西武の新しい顔「拝島ライナー」登場!――好調の裏にあったかつての「苦い失敗」

佐藤 庄之助
 大都市圏の大手私鉄で「座席指定列車」が相次ぎ誕生するなか、西武鉄道の新たな座席指定列車「拝島ライナー」が好調なスタートを切った。

 運行初日となった3月10日、西武新宿駅での盛大なセレモニーのなか華々しいデビューを飾ると、約2週間経った23日(金曜日)も、西武新宿18時15分発の拝島ライナー1号が2駅目の高田馬場を「ほぼ満席」の状態で出発。「やっぱり座って帰れるのは魅力」と好評のようだ。

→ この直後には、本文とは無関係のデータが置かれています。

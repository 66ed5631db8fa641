//! # Vibeflix Auth
//!
//! Stateless cookie sessions for the Vibeflix API.
//!
//! - [`role`]: the closed set of user roles
//! - [`claims`]: the signed session payload
//! - [`jwt`]: HS256 token encoding and verification
//! - [`session`]: resolving the `session` cookie and building its replacements
//!
//! Tokens are never stored server-side: validity is signature plus expiry.
//!
//! # Example
//!
//! ```ignore
//! use vibeflix_auth::{SessionPayload, encode_session, resolve_session, session_cookie};
//!
//! let token = encode_session(&SessionPayload { user_id, email, role }, &config)?;
//! let jar = jar.add(session_cookie(token, &config));
//!
//! // later, on another request
//! let identity = resolve_session(&jar, &config); // None means anonymous
//! ```

pub mod claims;
pub mod jwt;
pub mod role;
pub mod session;

pub use claims::{SessionClaims, SessionPayload};
pub use jwt::{TokenError, decode_session, encode_session, encode_session_at};
pub use role::Role;
pub use session::{
    SESSION_COOKIE, clear_session_cookie, needs_refresh, resolve_session, session_cookie,
};
//! Development data.
//!
//! [`seed_demo`] can be run repeatedly: accounts are matched by email, the
//! sample course by title and the enrollment by (user, course).

pub mod users;

use sqlx::PgPool;

use vibeflix_core::hash_password;
use vibeflix_models::{CourseId, Role, UserId};

use users::{UserSeed, upsert_user};

pub use users::seed_students;

pub const ADMIN_EMAIL: &str = "admin@vibeflix.com";
pub const ADMIN_PASSWORD: &str = "admin123";
pub const STUDENT_EMAIL: &str = "aluno@vibeflix.com";
pub const STUDENT_PASSWORD: &str = "student123";
pub const SAMPLE_COURSE_TITLE: &str = "Mentoria VibeCoding";

pub fn hash(password: &str) -> Result<String, Box<dyn std::error::Error>> {
    hash_password(password).map_err(|e| e.to_string().into())
}

pub async fn create_admin(
    db: &PgPool,
    name: &str,
    email: &str,
    password: &str,
) -> Result<UserId, Box<dyn std::error::Error>> {
    let exists: bool = sqlx::query_scalar("SELECT EXISTS (SELECT 1 FROM users WHERE email = $1)")
        .bind(email)
        .fetch_one(db)
        .await?;

    if exists {
        return Err(format!("User with email {} already exists", email).into());
    }

    let id: UserId = sqlx::query_scalar(
        "INSERT INTO users (name, email, password, role) VALUES ($1, $2, $3, $4) RETURNING id",
    )
    .bind(name)
    .bind(email)
    .bind(hash(password)?)
    .bind(Role::Admin)
    .fetch_one(db)
    .await?;

    Ok(id)
}

async fn sample_course(db: &PgPool) -> Result<CourseId, Box<dyn std::error::Error>> {
    let existing: Option<CourseId> =
        sqlx::query_scalar("SELECT id FROM courses WHERE title = $1 ORDER BY created_at LIMIT 1")
            .bind(SAMPLE_COURSE_TITLE)
            .fetch_optional(db)
            .await?;

    if let Some(id) = existing {
        return Ok(id);
    }

    let id: CourseId = sqlx::query_scalar(
        r#"
        INSERT INTO courses (title, description, thumbnail, preview_image, is_active)
        VALUES ($1, $2, $3, $4, TRUE)
        RETURNING id
        "#,
    )
    .bind(SAMPLE_COURSE_TITLE)
    .bind("Curso completo de programação e desenvolvimento web")
    .bind("https://via.placeholder.com/300x200")
    .bind("https://via.placeholder.com/1920x1080")
    .fetch_one(db)
    .await?;

    Ok(id)
}

pub async fn seed_demo(db: &PgPool) -> Result<(), Box<dyn std::error::Error>> {
    println!("🌱 Seeding demo data...");

    let admin_id = upsert_user(
        db,
        &UserSeed {
            name: "Administrador".to_string(),
            email: ADMIN_EMAIL.to_string(),
            password_hash: hash(ADMIN_PASSWORD)?,
            role: Role::Admin,
        },
    )
    .await?;
    println!("   ✓ Admin {} ({})", ADMIN_EMAIL, admin_id);

    let student_id = upsert_user(
        db,
        &UserSeed {
            name: "Aluno Teste".to_string(),
            email: STUDENT_EMAIL.to_string(),
            password_hash: hash(STUDENT_PASSWORD)?,
            role: Role::Student,
        },
    )
    .await?;
    println!("   ✓ Student {} ({})", STUDENT_EMAIL, student_id);

    let course_id = sample_course(db).await?;
    println!("   ✓ Course {} ({})", SAMPLE_COURSE_TITLE, course_id);

    sqlx::query(
        r#"
        INSERT INTO enrollments (user_id, course_id, is_active)
        VALUES ($1, $2, TRUE)
        ON CONFLICT (user_id, course_id) DO UPDATE SET is_active = TRUE, updated_at = NOW()
        "#,
    )
    .bind(student_id)
    .bind(course_id)
    .execute(db)
    .await?;
    println!("   ✓ Enrollment active");

    Ok(())
}
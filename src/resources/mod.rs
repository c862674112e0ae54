//! Resource resolution: internal resources staged from the repository,
//! external resources pinned to previously published artifacts.
//!
//! Resolution never copies bytes; the assembler does that once every
//! resource of an applet resolved.

pub mod external;
pub mod internal;

use crate::core::error::Result;
use crate::core::types::{AppletDecl, ExternalDependency, ResourceSpec, StagedFile};

pub use external::ExternalResolver;
pub use internal::InternalResolver;

/// Everything an applet's declaration resolved to.
#[derive(Debug, Clone, Default)]
pub struct ResolvedResources {
    pub internal: Vec<StagedFile>,
    pub external: Vec<ExternalDependency>,
}

/// Resolves both kinds of resource against their manifests.
pub struct ResourceResolver {
    pub internal: InternalResolver,
    pub external: ExternalResolver,
}

impl ResourceResolver {
    pub fn new(internal: InternalResolver, external: ExternalResolver) -> Self {
        Self { internal, external }
    }

    /// Resolve one request.
    pub fn resolve(&self, spec: &ResourceSpec, out: &mut ResolvedResources) -> Result<()> {
        match spec {
            ResourceSpec::Internal { category, name } => {
                out.internal
                    .extend(self.internal.resolve_internal(category, name)?);
            }
            ResourceSpec::External { name, version } => {
                out.external
                    .push(self.external.resolve_external(name, version.as_deref())?);
            }
        }
        Ok(())
    }

    /// Resolve every resource an applet declares. Fails on the first miss.
    pub fn resolve_decl(&self, applet: &str, decl: &AppletDecl) -> Result<ResolvedResources> {
        let mut out = ResolvedResources::default();
        for spec in decl.resource_specs() {
            tracing::debug!(applet, resource = %spec, "resolving resource");
            self.resolve(&spec, &mut out)?;
        }
        Ok(out)
    }
}
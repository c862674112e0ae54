//! SH-000: Build error taxonomy.
//!
//! Every fatal condition maps to one category. Nothing is retried; the CLI
//! prints the error and exits non-zero.

use std::path::{Path, PathBuf};
use thiserror::Error;

/// Errors produced while resolving, assembling, uploading or linking.
#[derive(Debug, Error)]
pub enum BuildError {
    /// Unknown branch prefix, missing manifest entry, ambiguous or missing
    /// applet source. Raised before any remote mutation.
    #[error("configuration error: {0}")]
    Config(String),

    /// Malformed workflow template: a stage link that references a stage
    /// which is not bound before it.
    #[error("resolution error: {0}")]
    Resolution(String),

    /// Publish, lookup or delete failed on the remote platform, or a lookup
    /// that must find exactly one object found zero or several.
    #[error("platform error: {0}")]
    Platform(String),

    /// Refused by deployment policy (e.g. replacing a production workflow).
    #[error("policy error: {0}")]
    Policy(String),

    /// Local filesystem failure while staging or persisting.
    #[error("I/O error at {}: {source}", path.display())]
    Io {
        path: PathBuf,
        #[source]
        source: std::io::Error,
    },
}

impl BuildError {
    /// Wrap an I/O error with the path it concerns.
    pub fn io(path: &Path, source: std::io::Error) -> Self {
        Self::Io {
            path: path.to_path_buf(),
            source,
        }
    }

    /// Short category name, used in the event log.
    pub fn category(&self) -> &'static str {
        match self {
            Self::Config(_) => "config",
            Self::Resolution(_) => "resolution",
            Self::Platform(_) => "platform",
            Self::Policy(_) => "policy",
            Self::Io { .. } => "io",
        }
    }
}

pub type Result<T> = std::result::Result<T, BuildError>;
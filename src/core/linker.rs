//! SH-016: Workflow linking: bind built applets to stages and rewrite
//! symbolic stage inputs into platform-native links.

use super::error::{BuildError, Result};
use super::resolver;
use super::types::*;
use crate::platform::{ObjectClass, ObjectHandle, ObjectQuery, Platform};
use crate::provenance::eventlog;
use indexmap::IndexMap;
use std::collections::{HashMap, HashSet};

pub const WORKFLOW_SCHEMA: &str = "1.0";

/// Result of a link run.
#[derive(Debug, Clone)]
pub struct Linked {
    pub workflow: Workflow,
    /// Ids of same-named workflows deleted before creation
    pub replaced: Vec<String>,
}

/// Unique stage indices and backward-only links.
pub fn check_structure(template: &WorkflowTemplate) -> Result<()> {
    let mut seen = HashSet::new();
    for stage in &template.stages {
        if !seen.insert(stage.index) {
            return Err(BuildError::Resolution(format!(
                "workflow '{}' declares stage index {} twice",
                template.name, stage.index
            )));
        }
    }
    resolver::check_link_order(template)
}

/// Structural checks plus: every applet a stage needs was built. Runs
/// before any remote mutation.
pub fn check_template(
    template: &WorkflowTemplate,
    applets: &IndexMap<String, BuiltApplet>,
) -> Result<()> {
    check_structure(template)?;

    for stage in &template.stages {
        if !applets.contains_key(&stage.applet) {
            return Err(BuildError::Resolution(format!(
                "workflow '{}' stage {} uses applet '{}' which was not built",
                template.name, stage.index, stage.applet
            )));
        }
        for (field, value) in stage.context_inputs() {
            if let ContextRef::Applet { applet } = value {
                if !applets.contains_key(&applet) {
                    return Err(BuildError::Resolution(format!(
                        "workflow '{}' stage {} input '{}' refers to applet '{}' which was not built",
                        template.name, stage.index, field, applet
                    )));
                }
            }
        }
    }
    Ok(())
}

/// Same-named workflows at the target folder, or a policy error when the
/// environment is protected and one exists.
pub fn check_replaceable(
    name: &str,
    ctx: &BuildContext,
    platform: &dyn Platform,
) -> Result<Vec<ObjectHandle>> {
    let folder = ctx.workflow_path(name);
    let existing = platform.find(&ObjectQuery {
        namespace: ctx.namespace(),
        folder: &folder,
        name,
        class: ObjectClass::Workflow,
    })?;

    if !existing.is_empty() && ctx.environment.key.is_protected() {
        return Err(BuildError::Policy(format!(
            "workflow '{}' already exists at {}:{} and {} workflows are never replaced",
            name,
            ctx.namespace(),
            folder,
            ctx.environment.key
        )));
    }
    Ok(existing)
}

/// Value of a context reference for this build.
pub fn resolve_context(
    value: &ContextRef,
    ctx: &BuildContext,
    build_path: &str,
    applets: &IndexMap<String, BuiltApplet>,
) -> Result<serde_json::Value> {
    let s = match value {
        ContextRef::Value(ContextValue::Namespace) => ctx.namespace().to_string(),
        ContextRef::Value(ContextValue::BuildPath) => build_path.to_string(),
        ContextRef::Value(ContextValue::VersionLabel) => ctx.version_label.clone(),
        ContextRef::Value(ContextValue::Release) => ctx.vcs.release.clone().ok_or_else(|| {
            BuildError::Resolution("context input 'release' used but no release tag exists".into())
        })?,
        ContextRef::Applet { applet } => applets
            .get(applet)
            .map(|a| a.remote_id.clone())
            .ok_or_else(|| {
                BuildError::Resolution(format!("context input refers to unbuilt applet '{}'", applet))
            })?,
    };
    Ok(serde_json::Value::String(s))
}

/// Static, then context, then linked inputs for one stage.
pub fn stage_inputs(
    stage: &StageSpec,
    ctx: &BuildContext,
    build_path: &str,
    applets: &IndexMap<String, BuiltApplet>,
    bound: &HashMap<u32, String>,
) -> Result<IndexMap<String, StageInput>> {
    let mut input = IndexMap::new();
    for (field, value) in &stage.input {
        input.insert(field.clone(), StageInput::Value(value.clone()));
    }
    for (field, value) in stage.context_inputs() {
        let v = resolve_context(&value, ctx, build_path, applets)?;
        input.insert(field, StageInput::Value(v));
    }
    for (field, target) in &stage.linked_input {
        let v = resolver::resolve_link_target(stage.index, field, target, bound)?;
        input.insert(field.clone(), v);
    }
    Ok(input)
}

/// Create the workflow for `template` from already published applets.
pub fn link(
    template: &WorkflowTemplate,
    applets: &IndexMap<String, BuiltApplet>,
    ctx: &BuildContext,
    platform: &dyn Platform,
) -> Result<Linked> {
    check_template(template, applets)?;
    let existing = check_replaceable(&template.name, ctx, platform)?;
    let folder = ctx.workflow_path(&template.name);
    let namespace = ctx.namespace();

    let replaced: Vec<String> = existing.into_iter().map(|h| h.id).collect();
    if !replaced.is_empty() {
        tracing::warn!(
            workflow = %template.name,
            environment = %ctx.environment.key,
            ids = ?replaced,
            "removing existing workflow"
        );
        platform.remove(namespace, &replaced)?;
    }

    platform.make_folder(namespace, &folder)?;
    let details = WorkflowDetails {
        name: template.name.clone(),
        branch: ctx.vcs.branch.clone(),
        revision: ctx.vcs.revision.clone(),
        release: ctx.vcs.release.clone(),
        version_label: ctx.version_label.clone(),
        date_created: ctx.date.clone(),
    };
    let workflow_id = platform.create_workflow(namespace, &folder, &template.name, &details)?;
    tracing::info!(workflow = %template.name, id = %workflow_id, folder = %folder, "created workflow");

    let mut bound: HashMap<u32, String> = HashMap::new();
    let mut stages = Vec::with_capacity(template.stages.len());
    for stage in resolver::binding_order(template) {
        let applet = applets.get(&stage.applet).ok_or_else(|| {
            BuildError::Resolution(format!("applet '{}' was not built", stage.applet))
        })?;
        let stage_id = platform.add_stage(&workflow_id, &applet.remote_id, &stage.folder)?;
        bound.insert(stage.index, stage_id.clone());

        let input = stage_inputs(stage, ctx, &folder, applets, &bound)?;
        platform.update_stage_input(&workflow_id, &stage_id, &input)?;
        tracing::info!(
            workflow = %template.name,
            index = stage.index,
            stage = %stage_id,
            applet = %applet.name,
            "bound stage"
        );

        stages.push(BoundStage {
            index: stage.index,
            stage_id,
            folder: stage.folder.clone(),
            applet: applet.clone(),
            input,
        });
    }

    platform.close_workflow(&workflow_id)?;

    Ok(Linked {
        workflow: Workflow {
            schema: WORKFLOW_SCHEMA.to_string(),
            name: template.name.clone(),
            remote_id: workflow_id,
            namespace: namespace.to_string(),
            folder,
            environment: ctx.environment.key,
            version_label: ctx.version_label.clone(),
            generated_at: eventlog::now_rfc3339(),
            generator: format!("stagehand {}", env!("CARGO_PKG_VERSION")),
            stages,
        },
        replaced,
    })
}
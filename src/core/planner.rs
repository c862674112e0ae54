//! SH-019: Build plans: what a build would stage, publish and link.
//!
//! Planning resolves sources and resources locally and only reads from the
//! platform, so it surfaces configuration and policy errors without side
//! effects.

use super::assembler;
use super::error::{BuildError, Result};
use super::linker;
use super::project::{BuildTarget, Project};
use super::types::*;
use crate::platform::{ObjectClass, ObjectQuery, Platform};
use crate::resources::ResourceResolver;
use std::fmt::Write as _;
use std::path::PathBuf;

/// What happens to the workflow object.
#[derive(Debug, Clone, PartialEq, Eq)]
pub enum WorkflowAction {
    Create,
    /// Existing same-named workflows are deleted first
    Replace(usize),
    /// Protected environment already has one
    Refused,
}

#[derive(Debug, Clone)]
pub struct PlannedApplet {
    pub name: String,
    pub source: PathBuf,
    pub remote_path: String,
    pub internal_files: usize,
    pub external: Vec<String>,
    /// Already published at `remote_path` (will be overwritten)
    pub exists: bool,
}

#[derive(Debug, Clone)]
pub struct PlannedStage {
    pub index: u32,
    pub applet: String,
    pub folder: String,
    /// `field <- stage N.field` lines
    pub links: Vec<String>,
}

#[derive(Debug, Clone)]
pub struct PlannedWorkflow {
    pub name: String,
    pub folder: String,
    pub action: WorkflowAction,
    pub stages: Vec<PlannedStage>,
}

#[derive(Debug, Clone)]
pub struct BuildPlan {
    pub target: BuildTarget,
    pub environment: EnvironmentKey,
    pub namespace: String,
    pub version_label: String,
    pub applets: Vec<PlannedApplet>,
    pub workflow: Option<PlannedWorkflow>,
}

/// Where an applet is published for a target.
pub fn applet_remote_path(target: &BuildTarget, ctx: &BuildContext) -> String {
    match target {
        BuildTarget::Applet(_) => ctx.deploy_path.clone(),
        BuildTarget::Workflow(name) => ctx.workflow_path(name),
    }
}

fn plan_applet(
    project: &Project,
    resolver: &ResourceResolver,
    template: Option<&WorkflowTemplate>,
    name: &str,
    remote_path: &str,
    ctx: &BuildContext,
    platform: &dyn Platform,
) -> Result<PlannedApplet> {
    let source = assembler::find_source(&project.layout.applets_source, name)?;
    let decl = project.decl(name, template)?;
    let resolved = resolver.resolve_decl(name, &decl)?;
    let exists = !platform
        .find(&ObjectQuery {
            namespace: ctx.namespace(),
            folder: remote_path,
            name,
            class: ObjectClass::Applet,
        })?
        .is_empty();
    Ok(PlannedApplet {
        name: name.to_string(),
        source,
        remote_path: remote_path.to_string(),
        internal_files: resolved.internal.len(),
        external: resolved.external.into_iter().map(|d| d.name).collect(),
        exists,
    })
}

fn plan_stages(template: &WorkflowTemplate) -> Vec<PlannedStage> {
    super::resolver::binding_order(template)
        .into_iter()
        .map(|stage| PlannedStage {
            index: stage.index,
            applet: stage.applet.clone(),
            folder: stage.folder.clone(),
            links: stage
                .linked_input
                .iter()
                .flat_map(|(field, target)| {
                    target
                        .refs()
                        .into_iter()
                        .map(move |r| format!("{} <- stage {}.{}", field, r.stage, r.field))
                })
                .collect(),
        })
        .collect()
}

/// Plan a build of `target` without mutating anything.
pub fn plan(
    project: &Project,
    target: &BuildTarget,
    ctx: &BuildContext,
    platform: &dyn Platform,
) -> Result<BuildPlan> {
    let (names, template) = project.applets_for(target)?;
    if let Some(ref t) = template {
        linker::check_structure(t)?;
    }

    let resolver = project.resources()?;
    let remote_path = applet_remote_path(target, ctx);
    let applets = names
        .iter()
        .map(|name| {
            plan_applet(
                project,
                &resolver,
                template.as_ref(),
                name,
                &remote_path,
                ctx,
                platform,
            )
        })
        .collect::<Result<Vec<_>>>()?;

    let workflow = match template {
        Some(t) => {
            let action = match linker::check_replaceable(&t.name, ctx, platform) {
                Ok(existing) if existing.is_empty() => WorkflowAction::Create,
                Ok(existing) => WorkflowAction::Replace(existing.len()),
                Err(BuildError::Policy(_)) => WorkflowAction::Refused,
                Err(e) => return Err(e),
            };
            Some(PlannedWorkflow {
                name: t.name.clone(),
                folder: ctx.workflow_path(&t.name),
                action,
                stages: plan_stages(&t),
            })
        }
        None => None,
    };

    Ok(BuildPlan {
        target: target.clone(),
        environment: ctx.environment.key,
        namespace: ctx.namespace().to_string(),
        version_label: ctx.version_label.clone(),
        applets,
        workflow,
    })
}

/// Human-readable rendering for the `plan` command.
pub fn render(plan: &BuildPlan) -> String {
    let mut out = String::new();
    let _ = writeln!(
        out,
        "Build plan for {} ({} -> {}, {})",
        plan.target, plan.environment, plan.namespace, plan.version_label
    );
    for a in &plan.applets {
        let verb = if a.exists { "replace" } else { "publish" };
        let _ = writeln!(
            out,
            "  applet {}: {} at {} ({} internal file(s), {} external)",
            a.name,
            verb,
            a.remote_path,
            a.internal_files,
            a.external.len()
        );
    }
    if let Some(ref w) = plan.workflow {
        let action = match w.action {
            WorkflowAction::Create => "create".to_string(),
            WorkflowAction::Replace(n) => format!("replace {} existing", n),
            WorkflowAction::Refused => "REFUSED (exists in protected environment)".to_string(),
        };
        let _ = writeln!(out, "  workflow {}: {} at {}", w.name, action, w.folder);
        for s in &w.stages {
            let _ = writeln!(out, "    stage {} [{}] -> {}", s.index, s.applet, s.folder);
            for link in &s.links {
                let _ = writeln!(out, "      {}", link);
            }
        }
    }
    out
}

#[cfg(test)]
mod tests {
    use super::*;
    use crate::platform::local::LocalPlatform;
    use std::path::Path;

    fn repo(dir: &Path) -> Project {
        std::fs::write(
            dir.join("builder.yaml"),
            r#"
version: "1.0"
environments:
  production:
    namespace: project-prod
  develop:
    namespace: project-dev
    path: "/{{release}}/{{branch}}"
applets:
  bwa:
    internal:
      scripts: [align.sh]
  merge: {}
"#,
        )
        .unwrap();
        let src = dir.join("applets_source");
        std::fs::create_dir_all(&src).unwrap();
        std::fs::write(src.join("bwa.py"), "").unwrap();
        std::fs::write(src.join("merge.py"), "").unwrap();
        let internal = dir.join("internal_resources");
        std::fs::create_dir_all(internal.join("scripts")).unwrap();
        std::fs::write(internal.join("scripts/align.sh"), "").unwrap();
        std::fs::write(
            internal.join("internal_resources.yaml"),
            r#"
mounts: { bin: /usr/local/bin }
resources:
  scripts:
    align.sh: { type: file, local_path: scripts/align.sh, mount: bin }
"#,
        )
        .unwrap();
        let templates = dir.join("workflow_config_templates");
        std::fs::create_dir_all(&templates).unwrap();
        std::fs::write(
            templates.join("align.yaml"),
            r#"
name: align
stages:
  - { index: 0, applet: bwa }
  - index: 1
    applet: merge
    linked_input:
      bams: [{ stage: 0, field: bam }]
"#,
        )
        .unwrap();
        Project::load(&dir.join("builder.yaml")).unwrap()
    }

    fn ctx(key: EnvironmentKey, namespace: &str) -> BuildContext {
        BuildContext {
            environment: Environment {
                key,
                remote_namespace: namespace.into(),
                deploy_path_template: String::new(),
            },
            vcs: VcsInfo {
                branch: "develop".into(),
                revision: "abc".into(),
                release: Some("1.0".into()),
            },
            version_label: "2026-10-16_abc".into(),
            deploy_path: "/1.0/develop".into(),
            date: "2026-10-16".into(),
        }
    }

    #[test]
    fn test_sh019_plan_workflow() {
        let dir = tempfile::tempdir().unwrap();
        let project = repo(dir.path());
        let platform = LocalPlatform::open(&dir.path().join("store")).unwrap();
        let c = ctx(EnvironmentKey::Develop, "project-dev");
        let plan = plan(
            &project,
            &BuildTarget::Workflow("align".into()),
            &c,
            &platform,
        )
        .unwrap();

        assert_eq!(plan.applets.len(), 2);
        assert_eq!(plan.applets[0].remote_path, "/1.0/develop/align");
        assert_eq!(plan.applets[0].internal_files, 1);
        let wf = plan.workflow.as_ref().unwrap();
        assert_eq!(wf.action, WorkflowAction::Create);
        assert_eq!(wf.stages[1].links, vec!["bams <- stage 0.bam"]);

        let text = render(&plan);
        assert!(text.contains("workflow align: create at /1.0/develop/align"));
        assert!(platform.load_index().unwrap().objects.is_empty());
    }

    #[test]
    fn test_sh019_plan_standalone_applet_path() {
        let dir = tempfile::tempdir().unwrap();
        let project = repo(dir.path());
        let platform = LocalPlatform::open(&dir.path().join("store")).unwrap();
        let c = ctx(EnvironmentKey::Develop, "project-dev");
        let plan = plan(&project, &BuildTarget::Applet("merge".into()), &c, &platform).unwrap();
        assert_eq!(plan.applets[0].remote_path, "/1.0/develop");
        assert!(plan.workflow.is_none());
    }

    #[test]
    fn test_sh019_plan_reports_refusal() {
        let dir = tempfile::tempdir().unwrap();
        let project = repo(dir.path());
        let platform = LocalPlatform::open(&dir.path().join("store")).unwrap();
        let c = ctx(EnvironmentKey::Production, "project-prod");
        let folder = c.workflow_path("align");
        platform.make_folder("project-prod", &folder).unwrap();
        let details = WorkflowDetails {
            name: "align".into(),
            branch: "master".into(),
            revision: "old".into(),
            release: None,
            version_label: "old".into(),
            date_created: "2026-01-01".into(),
        };
        platform
            .create_workflow("project-prod", &folder, "align", &details)
            .unwrap();

        let plan = plan(&project, &BuildTarget::Workflow("align".into()), &c, &platform).unwrap();
        assert_eq!(plan.workflow.unwrap().action, WorkflowAction::Refused);
    }

    #[test]
    fn test_sh019_plan_surfaces_missing_resource() {
        let dir = tempfile::tempdir().unwrap();
        let project = repo(dir.path());
        std::fs::remove_file(dir.path().join("internal_resources/scripts/align.sh")).unwrap();
        let platform = LocalPlatform::open(&dir.path().join("store")).unwrap();
        let c = ctx(EnvironmentKey::Develop, "project-dev");
        let err = plan(&project, &BuildTarget::Applet("bwa".into()), &c, &platform).unwrap_err();
        assert!(matches!(err, BuildError::Config(_)));
    }
}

 そんな上々の“スタートダッシュ”を決めた拝島ライナーだが、その好調の裏には、かつて西武が経験した「苦い失敗」の反省が活かされていた。

西武新宿駅で発車を待つ「拝島ライナー1号」。期待に違わぬ好調なスタートを切ったようだ

とにかく早い!都心から小平まで「16駅無停車」

 まずは拝島ライナーの「スゴさ」について詳しく説明しよう。

 拝島ライナーとは、西武新宿線西武新宿駅から西武拝島線拝島駅(昭島市)までの区間を43から47分で結ぶ、全席座席指定の通勤列車だ。通常運賃+指定席券300円で利用可能で、4月現在は平日・土休日ともに、18時から22時台の帰宅時間帯に毎時1本、計5本が大都会・新宿から都内西部のベッドタウンへ向けて運行されている。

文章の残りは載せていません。